◆ AVAILABLE DATA
§
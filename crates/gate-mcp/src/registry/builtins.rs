//! Builtin tool registrations, grouped into server profiles

use std::sync::Arc;

use clap::ValueEnum;
use gate_catalog::ProductCatalog;
use serde::{Deserialize, Serialize};

use super::store::ToolRegistry;
use super::types::{ParamKind, ParamSpec, ToolDescriptor};
use crate::Result;
use crate::handlers::{AddTwoNumbers, FetchAllProducts, FilterByPriceRange, FilterByStockAvailability};

/// Which builtin tools a server exposes
#[derive(Debug, Clone, Copy, Default, PartialEq, Eq, Serialize, Deserialize, ValueEnum)]
#[serde(rename_all = "lowercase")]
pub enum ServerProfile {
    /// `add_two_numbers` only
    Math,
    /// The three product catalog tools
    Catalog,
    #[default]
    All,
}

impl ServerProfile {
    pub fn as_str(self) -> &'static str {
        match self {
            Self::Math => "math",
            Self::Catalog => "catalog",
            Self::All => "all",
        }
    }

    fn includes_math(self) -> bool {
        matches!(self, Self::Math | Self::All)
    }

    fn includes_catalog(self) -> bool {
        matches!(self, Self::Catalog | Self::All)
    }
}

impl std::str::FromStr for ServerProfile {
    type Err = String;

    fn from_str(s: &str) -> std::result::Result<Self, Self::Err> {
        <Self as ValueEnum>::from_str(s, true)
    }
}

impl std::fmt::Display for ServerProfile {
    fn fmt(&self, f: &mut std::fmt::Formatter<'_>) -> std::fmt::Result {
        f.write_str(self.as_str())
    }
}

/// Descriptors for every builtin in `profile`
pub fn builtin_descriptors(
    profile: ServerProfile,
    catalog: Arc<dyn ProductCatalog>,
) -> Vec<ToolDescriptor> {
    let mut tools = Vec::new();

    if profile.includes_math() {
        tools.push(
            ToolDescriptor::new("add_two_numbers", "Add two integers", Arc::new(AddTwoNumbers))
                .param(ParamSpec::required("a", ParamKind::Integer, "First addend"))
                .param(ParamSpec::required("b", ParamKind::Integer, "Second addend")),
        );
    }

    if profile.includes_catalog() {
        tools.push(ToolDescriptor::new(
            "fetch_all_products",
            "Fetch every product from the catalog",
            Arc::new(FetchAllProducts::new(Arc::clone(&catalog))),
        ));
        tools.push(
            ToolDescriptor::new(
                "filter_by_price_range",
                "Products priced between min_price and max_price, inclusive",
                Arc::new(FilterByPriceRange::new(Arc::clone(&catalog))),
            )
            .param(ParamSpec::required("min_price", ParamKind::Number, "Lowest price"))
            .param(ParamSpec::required("max_price", ParamKind::Number, "Highest price")),
        );
        tools.push(
            ToolDescriptor::new(
                "filter_by_stock_availability",
                "Products with at least min_stock units in stock",
                Arc::new(FilterByStockAvailability::new(catalog)),
            )
            .param(ParamSpec::required("min_stock", ParamKind::Integer, "Minimum units in stock")),
        );
    }

    tools
}

impl ToolRegistry {
    /// Create a registry pre-populated with the builtins of `profile`.
    pub fn with_builtins(profile: ServerProfile, catalog: Arc<dyn ProductCatalog>) -> Result<Self> {
        let mut registry = Self::new();
        for descriptor in builtin_descriptors(profile, catalog) {
            registry.register(descriptor)?;
        }
        tracing::debug!(profile = %profile, tools = registry.len(), "Loaded builtin tools");
        Ok(registry)
    }
}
§
◆ YOUR ASSIGNMENT
Some lines above hold the word "ToolDescriptor". Copy all of them.

◆ RESULT
use super::types::{ParamKind, ParamSpec, ToolDescriptor};
) -> Vec<ToolDescriptor> {
            ToolDescriptor::new("add_two_numbers", "Add two integers", Arc::new(AddTwoNumbers))
        tools.push(ToolDescriptor::new(
            ToolDescriptor::new(
            ToolDescriptor::new(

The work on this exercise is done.